He whirled on me. “Brenda, you've become so politically correct, you're boring!” Boring? No word could have been better aimed to wound a writer. In his new book, Watson playfully uses it as a verb and adjective to describe what he doesn't do and doesn't like.
Ostensibly he has written a book of manners for those who would get on in science. But the “lessons” are unnecessary — apart, perhaps, from: “Always be the first to publish”, which is what he, at the age of 25, and Francis Crick did after their discovery of the structure of DNA in Cambridge, in 1953. The real value of this book lies in its social history of molecular biology in postwar England and the US.

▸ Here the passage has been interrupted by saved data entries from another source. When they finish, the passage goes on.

//! Survive/born lookup tables keyed by the 8-bit neighbour mask.

/// Both tables are computed once per world and never change afterwards.
#[derive(Clone, Debug, PartialEq, Eq)]
pub struct RuleTable {
    survive: [bool; 256],
    born: [bool; 256],
}

impl RuleTable {
    /// B3/S23.
    pub fn conway() -> Self {
        Self::from_counts(&[2, 3], &[3])
    }

    fn from_counts(survive_counts: &[u32], born_counts: &[u32]) -> Self {
        let mut survive = [false; 256];
        let mut born = [false; 256];
        for mask in 0..=u8::MAX {
            let neighbors = mask.count_ones();
            survive[mask as usize] = survive_counts.contains(&neighbors);
            born[mask as usize] = born_counts.contains(&neighbors);
        }
        RuleTable { survive, born }
    }

    #[inline]
    pub fn survives(&self, mask: u8) -> bool {
        self.survive[mask as usize]
    }

    #[inline]
    pub fn is_born(&self, mask: u8) -> bool {
        self.born[mask as usize]
    }
}

impl Default for RuleTable {
    fn default() -> Self {
        Self::conway()
    }
}
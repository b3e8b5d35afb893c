//! One generation step: tile workers for the interior, one worker for the ring.
//!
//! The write buffer is carved into non-overlapping mutable slices before any
//! worker starts, so the workers need no locking. Every worker reads only
//! from the previous generation.

use tracing::trace;

use crate::cell::Cell;
use crate::color;
use crate::grid::Grid;
use crate::neighborhood::{self, Edge};
use crate::rules::RuleTable;

// ============================================================================
// PARTITIONING
// ============================================================================

/// Band boundaries over `[1, extent - 1)`: `workers_sqrt + 1` monotonic values.
/// Empty bands occur when the grid is narrower than the fan-out.
pub(crate) fn bands(extent: usize, workers_sqrt: usize) -> Vec<usize> {
    let inner_end = extent.saturating_sub(1).max(1);
    let step = extent / workers_sqrt;

    let mut bounds = Vec::with_capacity(workers_sqrt + 1);
    bounds.push(1);
    for i in 1..workers_sqrt {
        bounds.push((step * i).clamp(1, inner_end));
    }
    bounds.push(inner_end);
    bounds
}

/// Rectangular slab of interior cells. `rows[r]` holds `y0 + r`, starting at `x0`.
pub(crate) struct TileJob<'a> {
    y0: usize,
    x0: usize,
    rows: Vec<&'a mut [Cell]>,
}

/// The outer ring. Corners belong to `top` and `bottom`.
pub(crate) struct PerimeterJob<'a> {
    top: &'a mut [Cell],
    bottom: &'a mut [Cell],
    left: Vec<&'a mut Cell>,
    right: Vec<&'a mut Cell>,
}

/// Splits a `width x height` buffer (both >= 2) into `workers_sqrt²` tiles and the ring.
pub(crate) fn partition(
    buffer: &mut [Cell],
    width: usize,
    height: usize,
    workers_sqrt: usize,
) -> (Vec<TileJob<'_>>, PerimeterJob<'_>) {
    let ys = bands(height, workers_sqrt);
    let xs = bands(width, workers_sqrt);

    let mut tiles: Vec<TileJob<'_>> = (0..workers_sqrt * workers_sqrt)
        .map(|t| TileJob {
            y0: ys[t / workers_sqrt],
            x0: xs[t % workers_sqrt],
            rows: Vec::new(),
        })
        .collect();

    let (top, rest) = buffer.split_at_mut(width);
    let (interior, bottom) = rest.split_at_mut(rest.len() - width);

    let mut left = Vec::with_capacity(height - 2);
    let mut right = Vec::with_capacity(height - 2);

    for (r, row) in interior.chunks_exact_mut(width).enumerate() {
        let y = r + 1;
        let band = ys[1..].partition_point(|&bound| bound <= y);

        let Some((first, rest)) = row.split_first_mut() else {
            continue;
        };
        let Some((last, mut middle)) = rest.split_last_mut() else {
            continue;
        };
        left.push(first);
        right.push(last);

        for xb in 0..workers_sqrt {
            let len = xs[xb + 1] - xs[xb];
            let remaining = std::mem::take(&mut middle);
            let (segment, tail) = remaining.split_at_mut(len);
            tiles[band * workers_sqrt + xb].rows.push(segment);
            middle = tail;
        }
    }

    (tiles, PerimeterJob { top, bottom, left, right })
}

// ============================================================================
// WORKERS
// ============================================================================

#[inline]
fn next_cell(
    current: &Grid,
    rules: &RuleTable,
    y: usize,
    x: usize,
    mask: u8,
    blend_colors: bool,
) -> Cell {
    let cell = current.get(y, x);
    if cell.alive() {
        if !rules.survives(mask) {
            return Cell::DEAD;
        }
        if blend_colors {
            color::survivor_blend(cell, &neighborhood::contributors(current, y, x, mask))
        } else {
            color::decay(cell)
        }
    } else if rules.is_born(mask) {
        color::newborn(&neighborhood::contributors(current, y, x, mask), blend_colors)
    } else {
        Cell::DEAD
    }
}

impl TileJob<'_> {
    fn run(self, current: &Grid, rules: &RuleTable, blend_colors: bool) {
        for (r, row) in self.rows.into_iter().enumerate() {
            let y = self.y0 + r;
            for (c, out) in row.iter_mut().enumerate() {
                let x = self.x0 + c;
                let mask = neighborhood::interior_mask(current, y, x);
                *out = next_cell(current, rules, y, x, mask, blend_colors);
            }
        }
    }
}

impl PerimeterJob<'_> {
    fn run(self, current: &Grid, rules: &RuleTable, blend_colors: bool) {
        let width = current.width();
        let last_x = width - 1;
        let last_y = current.height() - 1;

        let step = |y: usize, x: usize, edge: Edge| {
            let mask = neighborhood::perimeter_mask(current, edge, y, x);
            next_cell(current, rules, y, x, mask, blend_colors)
        };

        for (x, out) in self.top.iter_mut().enumerate() {
            let edge = match x {
                0 => Edge::NW,
                x if x == last_x => Edge::NE,
                _ => Edge::N,
            };
            *out = step(0, x, edge);
        }
        for (x, out) in self.bottom.iter_mut().enumerate() {
            let edge = match x {
                0 => Edge::SW,
                x if x == last_x => Edge::SE,
                _ => Edge::S,
            };
            *out = step(last_y, x, edge);
        }
        for (r, out) in self.left.into_iter().enumerate() {
            *out = step(r + 1, 0, Edge::W);
        }
        for (r, out) in self.right.into_iter().enumerate() {
            *out = step(r + 1, last_x, Edge::E);
        }
    }
}

/// Fan-out actually used: at least 1, at most one band per interior row/column.
pub(crate) fn effective_fan_out(width: usize, height: usize, workers_sqrt: usize) -> usize {
    let interior = width.min(height).saturating_sub(2).max(1);
    workers_sqrt.clamp(1, interior)
}

/// Computes the generation after `current` into `buffer`.
/// Spawns `ws² + 1` workers, `ws` being `workers_sqrt` clamped to the
/// interior extent, and returns once all of them finished.
pub fn advance(
    current: &Grid,
    buffer: &mut Grid,
    rules: &RuleTable,
    workers_sqrt: usize,
    blend_colors: bool,
) {
    let width = current.width();
    let height = current.height();
    let workers_sqrt = effective_fan_out(width, height, workers_sqrt);

    let (tiles, perimeter) = partition(buffer.cells_mut(), width, height, workers_sqrt);
    trace!(tiles = tiles.len(), "spawning tick workers");

    rayon::scope(|s| {
        s.spawn(move |_| perimeter.run(current, rules, blend_colors));
        for tile in tiles {
            s.spawn(move |_| tile.run(current, rules, blend_colors));
        }
    });
}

After discovering what was called “the secret of life”, Watson moved to Harvard, but had an uneasy climb up the ladder there. His lectures were popular but he encountered opposition as he rose to become an associate professor. Winning a Nobel prize in 1962 did not bring the expected rise in salary nor the company of pretty girls, and he left in 1976.
The Double Helix, his racy account of the 1953 discovery, published in 1968, was at first titled Honest Jim, then Base Pairs. His penchant for insult required many changes to avoid libel suits — a reference to “Linus [Pauling]'s screwy chemistry” had to be deleted as did the self-mocking titles. But it remains one of the great books of the 20th century.

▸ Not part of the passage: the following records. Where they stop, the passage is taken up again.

//! Grid <-> `u32` stream codecs.
//!
//! Delta stream: rows are scanned left to right, top to bottom. Runs of dead
//! cells collapse into a marker `count << 1` (bit 0 clear); alive cells are
//! sent literally (bit 0 set). A marker is written before an alive cell that
//! follows dead ones, and at the end of every row, even when the count is 0.
//! Row boundaries are not marked; the decoder knows `width * height`.

use thiserror::Error;

use crate::cell::{Cell, ALIVE_BIT};
use crate::grid::Grid;
use crate::message::{Message, WorldData, WorldSnapshot};

#[derive(Debug, Error, Clone, PartialEq, Eq)]
pub enum CodecError {
    #[error("stream describes more than {expected} cells")]
    Overrun { expected: usize },
    #[error("stream ended after {decoded} of {expected} cells")]
    Underrun { decoded: usize, expected: usize },
    #[error("snapshot has {got} cells, expected {expected}")]
    SizeMismatch { got: usize, expected: usize },
    #[error("delta received before any snapshot")]
    NoSnapshot,
}

// ============================================================================
// DELTA
// ============================================================================

#[inline]
fn marker(dead_count: u32) -> u32 {
    dead_count << 1
}

pub fn encode_delta(grid: &Grid) -> Vec<u32> {
    let mut data = Vec::new();
    for y in 0..grid.height() {
        let mut dead_count = 0u32;
        for &cell in grid.row(y) {
            if !cell.alive() {
                dead_count += 1;
                continue;
            }
            if dead_count > 0 {
                data.push(marker(dead_count));
                dead_count = 0;
            }
            data.push(cell.raw());
        }
        data.push(marker(dead_count));
    }
    data
}

pub fn decode_delta(data: &[u32], width: usize, height: usize) -> Result<Grid, CodecError> {
    let expected = width * height;
    let mut cells = Vec::with_capacity(expected);

    for &value in data {
        if value & ALIVE_BIT != 0 {
            if cells.len() >= expected {
                return Err(CodecError::Overrun { expected });
            }
            cells.push(Cell::from_raw(value));
        } else {
            let run = (value >> 1) as usize;
            if cells.len() + run > expected {
                return Err(CodecError::Overrun { expected });
            }
            cells.resize(cells.len() + run, Cell::DEAD);
        }
    }

    if cells.len() < expected {
        return Err(CodecError::Underrun { decoded: cells.len(), expected });
    }
    Grid::from_cells(width, height, cells)
        .ok_or(CodecError::SizeMismatch { got: expected, expected })
}

// ============================================================================
// SNAPSHOT
// ============================================================================

pub fn encode_snapshot(grid: &Grid) -> Vec<u32> {
    grid.cells().iter().map(|c| c.raw()).collect()
}

pub fn decode_snapshot(data: &[u32], width: usize, height: usize) -> Result<Grid, CodecError> {
    let cells: Vec<Cell> = data.iter().copied().map(Cell::from_raw).collect();
    let got = cells.len();
    Grid::from_cells(width, height, cells)
        .ok_or(CodecError::SizeMismatch { got, expected: width * height })
}

// ============================================================================
// REPLICA
// ============================================================================

/// Observer-side copy of the world, rebuilt from snapshot + delta messages.
#[derive(Clone, Debug, Default)]
pub struct Replica {
    grid: Option<Grid>,
    tick: u64,
    paused: bool,
}

impl Replica {
    pub fn new() -> Self {
        Self::default()
    }

    pub fn grid(&self) -> Option<&Grid> {
        self.grid.as_ref()
    }

    pub fn tick(&self) -> u64 {
        self.tick
    }

    pub fn paused(&self) -> bool {
        self.paused
    }

    pub fn apply_snapshot(&mut self, snapshot: &WorldSnapshot) -> Result<(), CodecError> {
        let (width, height) = (snapshot.width as usize, snapshot.height as usize);
        let grid = decode_snapshot(&snapshot.data, width, height)?;
        self.grid = Some(grid);
        self.tick = snapshot.tick;
        Ok(())
    }

    /// A failed delta leaves the replica untouched.
    pub fn apply_delta(&mut self, delta: &WorldData) -> Result<(), CodecError> {
        let current = self.grid.as_ref().ok_or(CodecError::NoSnapshot)?;
        let next = decode_delta(&delta.data, current.width(), current.height())?;
        self.grid = Some(next);
        self.tick = delta.tick;
        self.paused = delta.paused;
        Ok(())
    }

    /// Applies world messages; returns `false` for any other kind.
    pub fn apply(&mut self, message: &Message) -> Result<bool, CodecError> {
        match message {
            Message::WorldSnapshot(snapshot) => self.apply_snapshot(snapshot).map(|_| true),
            Message::WorldData(delta) => self.apply_delta(delta).map(|_| true),
            _ => Ok(false),
        }
    }
}

#[cfg(test)]
mod tests {
    use super::*;
    use rand::{Rng, SeedableRng};
    use rand_chacha::ChaCha8Rng;

    fn alive(color: u32) -> Cell {
        Cell::new_alive(color)
    }

    #[test]
    fn test_encode_all_dead_rows() {
        let grid = Grid::new(5, 2);
        assert_eq!(encode_delta(&grid), vec![10, 10]);
    }

    #[test]
    fn test_encode_mixed_row() {
        let mut grid = Grid::new(6, 1);
        grid.set(0, 2, alive(0xAA00_0000));
        grid.set(0, 3, alive(0xBB00_0000));
        grid.set(0, 5, alive(0));
        assert_eq!(
            encode_delta(&grid),
            vec![4, 0xAA00_00FF, 0xBB00_00FF, 2, 0x0000_00FF, 0]
        );
    }

    #[test]
    fn test_round_trip_all_dead() {
        let grid = Grid::new(17, 9);
        let data = encode_delta(&grid);
        assert_eq!(decode_delta(&data, 17, 9).unwrap(), grid);
    }

    #[test]
    fn test_round_trip_all_alive() {
        let mut grid = Grid::new(8, 8);
        for y in 0..8 {
            for x in 0..8 {
                grid.set(y, x, alive(((y * 8 + x) as u32) << 8));
            }
        }
        let data = encode_delta(&grid);
        // every literal plus one zero marker per row
        assert_eq!(data.len(), 64 + 8);
        assert_eq!(decode_delta(&data, 8, 8).unwrap(), grid);
    }

    #[test]
    fn test_round_trip_random_sparse() {
        let mut rng = ChaCha8Rng::seed_from_u64(0x5EED);
        let (w, h) = (64, 48);
        let mut grid = Grid::new(w, h);
        for y in 0..h {
            for x in 0..w {
                if rng.gen_bool(0.1) {
                    let raw = rng.gen::<u32>() | 1;
                    grid.set(y, x, Cell::from_raw(raw));
                }
            }
        }
        let data = encode_delta(&grid);
        assert!(data.len() < w * h);
        assert_eq!(decode_delta(&data, w, h).unwrap(), grid);
    }

    #[test]
    fn test_decode_overrun_and_underrun() {
        assert_eq!(decode_delta(&[8], 2, 2), Ok(Grid::new(2, 2)));
        assert_eq!(decode_delta(&[10], 2, 2), Err(CodecError::Overrun { expected: 4 }));
        assert_eq!(
            decode_delta(&[4], 2, 2),
            Err(CodecError::Underrun { decoded: 2, expected: 4 })
        );
        assert_eq!(
            decode_delta(&[0xFF, 0xFF, 0xFF, 0xFF, 0xFF], 2, 2),
            Err(CodecError::Overrun { expected: 4 })
        );
    }

    #[test]
    fn test_snapshot_is_raw() {
        let mut grid = Grid::new(3, 2);
        grid.set(1, 2, alive(0x0102_0300));
        let data = encode_snapshot(&grid);
        assert_eq!(data, vec![0, 0, 0, 0, 0, 0x0102_03FF]);
        assert_eq!(decode_snapshot(&data, 3, 2).unwrap(), grid);
        assert_eq!(
            decode_snapshot(&data, 2, 2),
            Err(CodecError::SizeMismatch { got: 6, expected: 4 })
        );
    }

    #[test]
    fn test_replica_requires_snapshot_first() {
        let mut replica = Replica::new();
        let delta = WorldData { data: vec![4, 4], tick: 3, paused: false };
        assert_eq!(replica.apply_delta(&delta), Err(CodecError::NoSnapshot));

        let snapshot = WorldSnapshot { data: vec![0; 4], tick: 2, width: 2, height: 2 };
        assert_eq!(replica.apply(&Message::WorldSnapshot(snapshot)), Ok(true));
        assert_eq!(replica.tick(), 2);

        let mut with_cell = Grid::new(2, 2);
        with_cell.set(1, 1, alive(0));
        let delta = WorldData { data: encode_delta(&with_cell), tick: 3, paused: true };
        assert_eq!(replica.apply(&Message::WorldData(delta)), Ok(true));
        assert_eq!(replica.grid(), Some(&with_cell));
        assert_eq!(replica.tick(), 3);
        assert!(replica.paused());
    }

    #[test]
    fn test_replica_keeps_state_on_bad_delta() {
        let mut replica = Replica::new();
        let snapshot = WorldSnapshot { data: vec![0xFF, 0, 0, 0], tick: 1, width: 2, height: 2 };
        replica.apply_snapshot(&snapshot).unwrap();
        let before = replica.grid().cloned();

        let bad = WorldData { data: vec![100], tick: 2, paused: false };
        assert!(replica.apply_delta(&bad).is_err());
        assert_eq!(replica.grid().cloned(), before);
        assert_eq!(replica.tick(), 1);
    }
}
//! Colour synthesis for surviving and newborn cells.
//!
//! Contributor slices come from `neighborhood::contributors`, so they are
//! always in clockwise order starting at N.

use arrayvec::ArrayVec;

use crate::cell::{Cell, Rgb};

/// Birth blend weights for the 2nd and 3rd contributor.
const BIRTH_WEIGHTS: [f32; 2] = [0.5, 0.333];

// ============================================================================
// BLENDING
// ============================================================================

#[inline]
pub fn blend_channel(a: u8, b: u8, weight: f32) -> u8 {
    (a as f32 * (1.0 - weight) + b as f32 * weight) as u8
}

#[inline]
pub fn blend(a: Rgb, b: Rgb, weight: f32) -> Rgb {
    Rgb {
        r: blend_channel(a.r, b.r, weight),
        g: blend_channel(a.g, b.g, weight),
        b: blend_channel(a.b, b.b, weight),
    }
}

// ============================================================================
// SURVIVAL
// ============================================================================

/// Vitality drops by 2 per generation and bottoms out at 1 or 2.
#[inline]
pub fn decay(cell: Cell) -> Cell {
    match cell.vitality() {
        1 | 2 => cell,
        _ => Cell::from_raw(cell.raw() - 2),
    }
}

/// Running average of the contributors' colours; the k-th one is folded in
/// with weight 1/k. Vitality byte is kept from `old`.
pub fn survivor_blend(old: Cell, contributors: &[Cell]) -> Cell {
    let mut colors = contributors.iter().map(|c| c.rgb());
    let Some(first) = colors.next() else {
        return old;
    };
    let mixed = colors
        .zip(2u16..)
        .fold(first, |acc, (rgb, k)| blend(acc, rgb, 1.0 / f32::from(k)));
    old.with_rgb(mixed)
}

pub fn survivor(old: Cell, contributors: &[Cell], blend_colors: bool) -> Cell {
    if blend_colors {
        survivor_blend(old, contributors)
    } else {
        decay(old)
    }
}

// ============================================================================
// BIRTH
// ============================================================================

pub fn newborn_blend(contributors: &[Cell]) -> Cell {
    let mut colors = contributors.iter().map(|c| c.rgb());
    let first = colors.next().unwrap_or_default();
    let mixed = colors.zip(2usize..).fold(first, |acc, (rgb, k)| {
        let weight = BIRTH_WEIGHTS
            .get(k - 2)
            .copied()
            .unwrap_or(1.0 / k as f32);
        blend(acc, rgb, weight)
    });
    Cell::new_alive(mixed.to_bits())
}

/// First colour held by at least two contributors, otherwise the last one
/// visited. The fallback is an ordering artefact, kept as is so observers
/// see the same colours as before.
pub fn newborn_majority(contributors: &[Cell]) -> Cell {
    let colors: ArrayVec<u32, 8> = contributors.iter().map(|c| c.color()).collect();
    let winner = colors
        .iter()
        .find(|&&color| colors.iter().filter(|&&other| other == color).count() >= 2)
        .or_else(|| colors.last())
        .copied()
        .unwrap_or(0);
    Cell::new_alive(winner)
}

pub fn newborn(contributors: &[Cell], blend_colors: bool) -> Cell {
    if blend_colors {
        newborn_blend(contributors)
    } else {
        newborn_majority(contributors)
    }
}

The present anecdotal autobiography tells of Watson's rise from gauche Chicago kid (born in 1928) to Nobel laureate and identifies many enemies. A new villain emerges in the form of the conservative (and deeply religious) president of Harvard from 1953-71, Nathan Pusey, who, Watson felt, would not spend enough money to keep Harvard in the top league of genomic science.
And, yes, the book does mention innate racial differences in intelligence. What it says, without the spontaneous asides that have thrown him into the headlines, is “there is no firm reason to anticipate that the intellectual capacities of peoples geographically separated in their evolution should prove to have evolved identically”. Within ten years, he predicts, the genes that affect intelligence will be known. The rise of a flawed man makes a fascinating story. Those who can ignore Watson's latest gaffe will not be bored.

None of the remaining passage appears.